[pypy-commit] pypy numpy-multidim-shards: broadcast passes tests, code needs review

mattip noreply at buildbot.pypy.org
Sun Nov 20 00:37:44 CET 2011


Author: mattip
Branch: numpy-multidim-shards
Changeset: r49560:03025883c2b1
Date: 2011-11-20 01:28 +0200
http://bitbucket.org/pypy/pypy/changeset/03025883c2b1/

Log:	broadcast passes tests, code needs review

diff --git a/pypy/module/micronumpy/interp_numarray.py b/pypy/module/micronumpy/interp_numarray.py
--- a/pypy/module/micronumpy/interp_numarray.py
+++ b/pypy/module/micronumpy/interp_numarray.py
@@ -8,8 +8,8 @@
 from pypy.tool.sourcetools import func_with_new_name
 from pypy.rlib.rstring import StringBuilder
 
-numpy_driver = jit.JitDriver(greens = ['signature'],
-                             reds = ['result_size', 'i', 'ri', 'self',
+numpy_driver = jit.JitDriver(greens=['signature'],
+                             reds=['result_size', 'i', 'ri', 'self',
                                      'result'])
 all_driver = jit.JitDriver(greens=['signature'], reds=['i', 'self', 'dtype'])
 any_driver = jit.JitDriver(greens=['signature'], reds=['i', 'self', 'dtype'])
@@ -39,13 +39,21 @@
         shape.append(size)
         batch = new_batch
 
-class BroadcastDescription(object):
-    def __init__(self, shape, indices1, indices2):
-        self.shape = shape
-        self.indices1 = indices1
-        self.indices2 = indices2
+#class BroadcastDescription(object):
+#    def __init__(self, shape, indices1, indices2):
+#        self.shape = shape
+#        self.indices1 = indices1
+#        self.indices2 = indices2
+
 
 def shape_agreement(space, shape1, shape2):
+    ret = _shape_agreement(shape1, shape2)
+    if len(ret) < max(len(shape1), len(shape2)):
+        raise OperationError(space.w_ValueError, space.wrap(
+            "shape mismatch: objects cannot be broadcast to a single shape"))
+    return ret
+
+def _shape_agreement(shape1, shape2):
     """ Checks agreement about two shapes with respect to broadcasting. Returns
     the resulting shape.
     """
@@ -79,8 +87,9 @@
             endshape[i] = left
             indices2[i + rshift] = False
         else:
-            raise OperationError(space.w_ValueError, space.wrap(
-                "frames are not aligned"))
+            return []
+            #raise OperationError(space.w_ValueError, space.wrap(
+            #    "frames are not aligned"))

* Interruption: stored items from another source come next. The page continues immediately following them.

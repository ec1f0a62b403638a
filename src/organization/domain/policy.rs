//! Organizational policy and persisted system configuration.

use super::Role;
use serde::{Deserialize, Serialize};
use std::collections::BTreeMap;

/// Autonomy limits consulted when admitting machine-proposed tasks.
///
/// `max_tasks_per_day` and `max_budget_per_task` are declared limits only;
/// admission does not enforce them.
#[derive(Debug, Clone, PartialEq, Eq, Serialize, Deserialize)]
#[serde(rename_all = "camelCase")]
pub struct OrganizationalPolicy {
    /// Declared cap on autonomously created tasks per day.
    pub max_tasks_per_day: u32,
    /// Declared cap on budget per autonomously created task.
    pub max_budget_per_task: u64,
    /// Roles whose approval autonomous work nominally requires.
    pub require_approval_from: Vec<Role>,
    /// Hours after which stalled work should be escalated.
    pub auto_escalate_after_hours: u32,
}

impl Default for OrganizationalPolicy {
    fn default() -> Self {
        Self {
            max_tasks_per_day: 10,
            max_budget_per_task: 1000,
            require_approval_from: vec![Role::chief_executive()],
            auto_escalate_after_hours: 24,
        }
    }
}

impl OrganizationalPolicy {
    /// Returns a copy of this policy with every field set in `update`
    /// replaced.
    #[must_use]
    pub fn merged(&self, update: PolicyUpdate) -> Self {
        let PolicyUpdate {
            max_tasks_per_day,
            max_budget_per_task,
            require_approval_from,
            auto_escalate_after_hours,
        } = update;
        Self {
            max_tasks_per_day: max_tasks_per_day.unwrap_or(self.max_tasks_per_day),
            max_budget_per_task: max_budget_per_task.unwrap_or(self.max_budget_per_task),
            require_approval_from: require_approval_from
                .unwrap_or_else(|| self.require_approval_from.clone()),
            auto_escalate_after_hours: auto_escalate_after_hours
                .unwrap_or(self.auto_escalate_after_hours),
        }
    }
}

/// Partial policy update; unset fields keep their current value.
#[derive(Debug, Clone, Default, PartialEq, Eq, Serialize, Deserialize)]
#[serde(rename_all = "camelCase")]
pub struct PolicyUpdate {
    /// New daily task cap.
    #[serde(default)]
    pub max_tasks_per_day: Option<u32>,
    /// New per-task budget cap.
    #[serde(default)]
    pub max_budget_per_task: Option<u64>,
    /// New approval roles.
    #[serde(default)]
    pub require_approval_from: Option<Vec<Role>>,
    /// New escalation delay in hours.
    #[serde(default)]
    pub auto_escalate_after_hours: Option<u32>,
}

impl PolicyUpdate {
    /// Sets the daily task cap.
    #[must_use]
    pub const fn with_max_tasks_per_day(mut self, value: u32) -> Self {
        self.max_tasks_per_day = Some(value);
        self
    }

    /// Sets the per-task budget cap.
    #[must_use]
    pub const fn with_max_budget_per_task(mut self, value: u64) -> Self {
        self.max_budget_per_task = Some(value);
        self
    }

    /// Sets the approval roles.
    #[must_use]
    pub fn with_require_approval_from(mut self, roles: impl IntoIterator<Item = Role>) -> Self {
        self.require_approval_from = Some(roles.into_iter().collect());
        self
    }

    /// Sets the escalation delay.
    #[must_use]
    pub const fn with_auto_escalate_after_hours(mut self, hours: u32) -> Self {
        self.auto_escalate_after_hours = Some(hours);
        self
    }
}

/// Threshold that triggers escalation for an organizational process.
#[derive(Debug, Clone, PartialEq, Serialize, Deserialize)]
#[serde(rename_all = "camelCase")]
pub struct MetricConfig {
    /// Metric name.
    pub name: String,
    /// Threshold value.
    pub threshold: f64,
    /// Role that receives escalations, if any.
    #[serde(default, skip_serializing_if = "Option::is_none")]
    pub escalate_to_role: Option<Role>,
}

/// A recurring organizational process tracked by the autonomy layer.
#[derive(Debug, Clone, PartialEq, Serialize, Deserialize)]
#[serde(rename_all = "camelCase")]
pub struct OrganizationProcess {
    /// Process identifier.
    pub id: String,
    /// Display name.
    pub name: String,
    /// Free-text description.
    #[serde(default)]
    pub description: String,
    /// Permissions needed to take part in the process.
    #[serde(default)]
    pub required_permissions: Vec<String>,
    /// Roles taking part in the process.
    #[serde(default)]
    pub roles: Vec<Role>,
    /// Escalation metrics.
    #[serde(default)]
    pub metrics: Vec<MetricConfig>,
}

/// Time and error thresholds keyed by process or `default`.
#[derive(Debug, Clone, PartialEq, Eq, Serialize, Deserialize)]
#[serde(rename_all = "camelCase")]
pub struct EscalationRules {
    /// Hours before escalation.
    pub time_thresholds: BTreeMap<String, u32>,
    /// Error counts before escalation.
    pub error_thresholds: BTreeMap<String, u32>,
}

impl Default for EscalationRules {
    fn default() -> Self {
        Self {
            time_thresholds: BTreeMap::from([("default".to_owned(), 24)]),
            error_thresholds: BTreeMap::from([("default".to_owned(), 3)]),
        }
    }
}

/// Persisted organization configuration (`organization.json`).
#[derive(Debug, Clone, Default, PartialEq, Serialize, Deserialize)]
#[serde(rename_all = "camelCase")]
pub struct SystemConfig {
    /// Declared organizational processes.
    #[serde(default)]
    pub processes: Vec<OrganizationProcess>,
    /// Autonomy policy.
    #[serde(default)]
    pub autonomy: OrganizationalPolicy,
    /// Escalation thresholds.
    #[serde(default)]
    pub escalation_rules: EscalationRules,
}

     for i in range(m - n):
         adjustment = True
         endshape[i] = remainder[i]
@@ -91,7 +100,6 @@
     #if not adjustment:
     #    return None
     return endshape
-    return BroadcastDescription(endshape, indices1, indices2)
 
 def descr_new_array(space, w_subtype, w_item_or_iterable, w_dtype=None,
                     w_order=NoneNotWrapped):
@@ -130,7 +138,7 @@
     for i in range(len(elems_w)):
         w_elem = elems_w[i]
         dtype.setitem_w(space, arr.storage, arr_iter.offset, w_elem)

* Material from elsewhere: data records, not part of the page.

//! Rollup pass completing roots whose subtasks have all completed.

use super::report::CycleFailure;
use crate::task::{
    domain::{Task, hierarchy},
    ports::TaskRepository,
};
use mockable::Clock;
use std::sync::Arc;

/// Roots changed and failures collected by one [`RollupPass::run`].
#[derive(Debug, Clone, Default)]
pub struct RollupOutcome {
    /// Roots moved to `completed` and persisted.
    pub completed: Vec<Task>,
    /// Roots that could not be completed or persisted.
    pub failures: Vec<CycleFailure>,
}

/// Completes `in_progress` roots whose subtasks are all `completed`.
///
/// Roots without subtasks and subtasks themselves are never touched.
#[derive(Clone)]
pub struct RollupPass<R, C>
where
    R: TaskRepository,
    C: Clock + Send + Sync,
{
    repository: Arc<R>,
    clock: Arc<C>,
}

impl<R, C> RollupPass<R, C>
where
    R: TaskRepository,
    C: Clock + Send + Sync,
{
    /// Creates a new rollup pass.
    #[must_use]
    pub const fn new(repository: Arc<R>, clock: Arc<C>) -> Self {
        Self { repository, clock }
    }

    /// Runs the pass over a snapshot of every task.
    pub async fn run(&self, tasks: &[Task]) -> RollupOutcome {
        let mut outcome = RollupOutcome::default();
        for root_id in hierarchy::rollup_candidates(tasks) {
            let Some(root) = tasks.iter().find(|task| task.id() == root_id) else {
                continue;
            };
            let mut completed = root.clone();
            if let Err(err) = completed.complete_from_subtasks(&*self.clock) {
                outcome.failures.push(CycleFailure::new(root_id, err));
                continue;
            }
            match self.repository.update(&completed).await {
                Ok(()) => {
                    tracing::info!(task_id = %root_id, "root auto-completed");
                    outcome.completed.push(completed);
                }
                Err(err) => {
                    tracing::warn!(task_id = %root_id, error = %err, "failed to persist rollup");
                    outcome.failures.push(CycleFailure::new(root_id, err));
                }
            }
        }
        outcome
    }
}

-        arr_iter = arr_iter.next()
+        arr_iter.next()
     return arr
 
 class BaseIterator(object):
@@ -146,11 +154,11 @@
 class ArrayIterator(BaseIterator):
     def __init__(self, size):
         self.offset = 0
-        self.size   = size
+        self.size = size
 
     def next(self):
         self.offset += 1
-        return self
+        #return self
 
     def done(self):
         return self.offset >= self.size
@@ -179,7 +187,7 @@
                 self.offset -= self.arr.backshards[i]
         else:
             self._done = True
-        return self
+        #return self
 
     def done(self):
         return self._done
@@ -187,7 +195,47 @@
     def get_offset(self):
         return self.offset
 
-class ResizingIterator(object):
+class BroadcastIterator(BaseIterator):
+    '''Like a view iterator, but will repeatedly access values
+       for all iterations across a res_shape, folding the offset
+       using mod() arithmetic
+    '''
+    def __init__(self, arr, res_shape):
+        self.indices = [0] * len(res_shape)

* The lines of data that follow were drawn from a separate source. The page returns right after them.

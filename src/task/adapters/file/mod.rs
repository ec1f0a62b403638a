//! JSON file task repository.
//!
//! Each task lives in `<task id>.json` inside a capability directory and is
//! overwritten wholesale on every update. There is no locking; a single
//! caller is expected to drive each processing cycle.

use async_trait::async_trait;
use cap_std::fs::Dir;
use std::io;
use std::sync::Arc;

use crate::task::{
    domain::{Task, TaskId},
    ports::{
        TaskListing, TaskRepository, TaskRepositoryError, TaskRepositoryResult, UnreadableTask,
    },
};

const RECORD_EXTENSION: &str = ".json";

/// Task repository storing one pretty-printed JSON file per task.
#[derive(Debug, Clone)]
pub struct JsonFileTaskRepository {
    dir: Arc<Dir>,
}

impl JsonFileTaskRepository {
    /// Creates a repository over `dir`.
    #[must_use]
    pub fn new(dir: Dir) -> Self {
        Self { dir: Arc::new(dir) }
    }

    /// Runs blocking file work on the blocking thread pool.
    async fn run_blocking<F, T>(&self, f: F) -> TaskRepositoryResult<T>
    where
        F: FnOnce(&Dir) -> TaskRepositoryResult<T> + Send + 'static,
        T: Send + 'static,
    {
        let dir = Arc::clone(&self.dir);
        tokio::task::spawn_blocking(move || f(&dir))
            .await
            .map_err(TaskRepositoryError::persistence)?
    }
}

fn record_name(id: TaskId) -> String {
    format!("{id}{RECORD_EXTENSION}")
}

fn write_record(dir: &Dir, task: &Task) -> TaskRepositoryResult<()> {
    let encoded = serde_json::to_string_pretty(task).map_err(TaskRepositoryError::persistence)?;
    dir.write(record_name(task.id()), encoded)
        .map_err(TaskRepositoryError::persistence)
}

fn exists(dir: &Dir, id: TaskId) -> TaskRepositoryResult<bool> {
    match dir.metadata(record_name(id)) {
        Ok(_) => Ok(true),
        Err(err) if err.kind() == io::ErrorKind::NotFound => Ok(false),
        Err(err) => Err(TaskRepositoryError::persistence(err)),
    }
}

fn read_record(dir: &Dir, key: &str) -> TaskRepositoryResult<Task> {
    let raw = dir
        .read_to_string(key)
        .map_err(TaskRepositoryError::persistence)?;
    serde_json::from_str(&raw).map_err(|err| TaskRepositoryError::Corrupt {
        key: key.to_owned(),
        reason: err.to_string(),
    })
}

fn record_keys(dir: &Dir) -> io::Result<Vec<String>> {
    let mut keys = Vec::new();
    for entry in dir.entries()? {
        let dir_entry = entry?;
        if !dir_entry.file_type()?.is_file() {
            continue;
        }
        match dir_entry.file_name().to_str() {
            Some(name) if name.ends_with(RECORD_EXTENSION) => keys.push(name.to_owned()),
            _ => {}
        }
    }
    keys.sort();
    Ok(keys)
}

fn read_listing(dir: &Dir) -> TaskRepositoryResult<TaskListing> {
    let keys = record_keys(dir).map_err(TaskRepositoryError::persistence)?;
    let mut listing = TaskListing::default();
    for key in keys {
        match read_record(dir, &key) {
            Ok(task) => listing.tasks.push(task),
            Err(err) => {
                tracing::warn!(record = %key, error = %err, "skipping unreadable task record");
                listing.unreadable.push(UnreadableTask {
                    key,
                    reason: err.to_string(),
                });
            }
        }
    }
    Ok(listing)
}

#[async_trait]
impl TaskRepository for JsonFileTaskRepository {
    async fn store(&self, task: &Task) -> TaskRepositoryResult<()> {
        let record = task.clone();
        self.run_blocking(move |dir| {
            if exists(dir, record.id())? {
                return Err(TaskRepositoryError::DuplicateTask(record.id()));
            }
            write_record(dir, &record)
        })
        .await
    }

    async fn update(&self, task: &Task) -> TaskRepositoryResult<()> {
        let record = task.clone();
        self.run_blocking(move |dir| {
            if !exists(dir, record.id())? {
                return Err(TaskRepositoryError::NotFound(record.id()));
            }
            write_record(dir, &record)
        })
        .await
    }

    async fn find_by_id(&self, id: TaskId) -> TaskRepositoryResult<Option<Task>> {
        self.run_blocking(move |dir| {
            if !exists(dir, id)? {
                return Ok(None);
            }
            read_record(dir, &record_name(id)).map(Some)
        })
        .await
    }

    async fn list_all(&self) -> TaskRepositoryResult<TaskListing> {
        self.run_blocking(read_listing).await
    }
}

+        self.offset  = arr.start
+        self.shards  = [s for s in arr.shards]  # Is there a better way to make a copy in rpython?
+        self.backshards = [s for s in arr.backshards]  # Is there a better way to make a copy in rpython?
+        self.shape_len = len(res_shape)
+        self.res_shape = res_shape
+        for i in range(self.shape_len - len(arr.shape)):
+            self.shards.insert(0, 0)
+            self.backshards.insert(0, 0)
+        self._done = False
+        self.size = sum(arr.shape)
+        self.arr = arr
+
+    @jit.unroll_safe
+    def next(self):
+        shape_len = jit.promote(self.shape_len)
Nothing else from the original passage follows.